I want to give my children holidays that are meaningful and memorable. Does this have anything to do with getting stuff? Absolutely not. Do I remember anything anyone ever gave me for Christmas? No, not one thing. When I look back on this holiday, and holidays in general, from when I was a child, I remember is tons of relatives coming over to visit, and sitting down to share a meal with them. That’s what I remember, not the gifts.

In fact, the only gift I remember ever was when I was in my mid-20s and bought my mom a spa weekend. We stayed over for two nights and had massages and swam in the pool, and generally had a great time together. That’s why I generally prefer the gift of time and experience rather than material gifts. Instead of taking up space in your house, they add something of value to your life.

I always highly appreciate offers to take me out to dinner or a movie, or offers to take me and the kids to the park or zoo. This year, my husband and I bought tickets each other tickets to a show we wanted to see (Ghost Quartet, for those interested). We are taking our older son to see How the Grinch Stole Christmas at Madison Square Garden. I know these are events we will be able to look back on and remember for years to come.

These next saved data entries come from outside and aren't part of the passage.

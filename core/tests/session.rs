//! Session-level tests: query surface wiring and session-scoped state.

use chrono::NaiveDate;
use spendscope_core::{
    config::AnalysisConfig,
    error::AnalysisError,
    normalize::{load_transactions_from_reader, Transaction},
    pretrained::PretrainedSpendModel,
    session::AnalysisSession,
};

fn txn(date: &str, account: &str, amount: f64, category: &str) -> Transaction {
    let day = NaiveDate::parse_from_str(date, "%Y-%m-%d").unwrap();
    Transaction {
        timestamp: day.and_hms_opt(12, 0, 0).unwrap(),
        transaction_date: day,
        account_id: account.to_string(),
        amount,
        merchant: "Corner Store".to_string(),
        category: category.to_string(),
        city: "Springfield".to_string(),
        state: "IL".to_string(),
        transaction_id: format!("t-{account}-{date}"),
    }
}

fn demo_session() -> AnalysisSession {
    let mut txns = Vec::new();
    // Four accounts with distinct behavior so K=4 segmentation works.
    for (i, (account, amount)) in [("a", 10.0), ("b", 100.0), ("c", 1000.0), ("d", 10000.0)]
        .iter()
        .enumerate()
    {
        for d in 1..=(i + 2) {
            txns.push(txn(
                &format!("2024-01-{d:02}"),
                account,
                *amount,
                "grocery_pos",
            ));
        }
    }
    AnalysisSession::new(
        txns,
        Box::new(PretrainedSpendModel::flat(10.0)),
        AnalysisConfig::default(),
    )
}

#[test]
fn summary_is_precomputed_per_account() {
    let session = demo_session();
    let summary = session.get_customer_summary();
    assert_eq!(summary.len(), 4);
    assert_eq!(summary[0].account_id, "a");
    assert_eq!(summary[0].total_spending, 20.0);
    assert_eq!(summary[0].transaction_count, 2);
}

#[test]
fn cluster_assignments_cover_all_accounts() {
    let mut session = demo_session();
    let (assignments, clusters) = session.get_cluster_assignments(4).unwrap();
    assert_eq!(assignments.len(), 4);
    let members: u64 = clusters.iter().map(|c| c.customer_count).sum();
    assert_eq!(members, 4);

    // A different K recomputes against the same summaries.
    let (assignments, _) = session.get_cluster_assignments(2).unwrap();
    assert_eq!(assignments.len(), 4);
    assert!(assignments.iter().all(|a| a.cluster < 2));
}

#[test]
fn alternating_k_requests_rebuild_and_reuse_the_segmentation() {
    let mut session = demo_session();

    let first = session.get_cluster_assignments(4).unwrap().0.to_vec();
    // Same K again is served from the session's stored segmentation.
    let again = session.get_cluster_assignments(4).unwrap().0.to_vec();
    assert_eq!(first, again);

    // Switching K rebuilds, and switching back rebuilds again with the
    // same seed, so the original partition returns.
    let halved = session.get_cluster_assignments(2).unwrap().0.to_vec();
    assert!(halved.iter().all(|a| a.cluster < 2));
    let back = session.get_cluster_assignments(4).unwrap().0.to_vec();
    assert_eq!(first, back);
}

#[test]
fn config_load_fills_missing_fields_with_defaults() {
    let path = std::env::temp_dir().join("spendscope-session-config.json");
    std::fs::write(&path, r#"{ "cluster_count": 6, "anomaly_sigma": 2.5 }"#).unwrap();

    let config = AnalysisConfig::load(path.to_str().unwrap()).unwrap();
    assert_eq!(config.cluster_count, 6);
    assert_eq!(config.anomaly_sigma, 2.5);
    assert_eq!(config.kmeans_seed, 42);
    assert_eq!(config.min_horizon_days, 7);
    assert_eq!(config.max_horizon_days, 180);

    std::fs::remove_file(&path).ok();
}

#[test]
fn oversized_k_surfaces_insufficient_data() {
    let mut session = demo_session();
    let err = session.get_cluster_assignments(10).unwrap_err();
    assert!(matches!(err, AnalysisError::InsufficientData { .. }));
}

#[test]
fn unknown_filters_surface_empty_series() {
    let session = demo_session();
    let err = session.get_daily_series("a", Some("travel")).unwrap_err();
    assert!(matches!(err, AnalysisError::EmptySeries { .. }));
}

#[test]
fn account_ids_and_categories_are_sorted_and_distinct() {
    let session = demo_session();
    assert_eq!(session.account_ids(), vec!["a", "b", "c", "d"]);
    assert_eq!(session.categories(), vec!["grocery_pos"]);
}

#[test]
fn csv_load_feeds_the_session_end_to_end() {
    let csv = "\
trans_date_trans_time,cc_num,amt,merchant,category,city,state,trans_num
2024-01-01 09:00:00,111,10.00,fraud_Acme,grocery_pos,Springfield,IL,t1
2024-01-02 09:00:00,111,12.00,fraud_Acme,grocery_pos,Springfield,IL,t2
";
    let outcome = load_transactions_from_reader(csv.as_bytes()).unwrap();
    let mut session = AnalysisSession::new(
        outcome.transactions,
        Box::new(PretrainedSpendModel::flat(11.0)),
        AnalysisConfig::default(),
    );

    let series = session.get_daily_series("111", None).unwrap();
    assert_eq!(series.points.len(), 2);
    assert_eq!(session.merchant_stats()[0].merchant, "Acme");

    let forecast = session.get_forecast("111", None, 7).unwrap();
    assert_eq!(forecast.len(), 9); // 2 history days + 7 future
}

Did I buy the kids other gifts as well? Yes, because they are very young and of course have not yet learned to not compare themselves to others. But did I buy them expensive gifts? No, I spent about $15 a child (excluding tickets to the show). And in addition to the show we’re going to this Sunday, I also have some activities planned, like having friends over to decorate ornaments and bake cookies. To me, minimalism is not about the absence of things (although a less cluttered house is always a bonus), but rather the presence of people who matter in my life.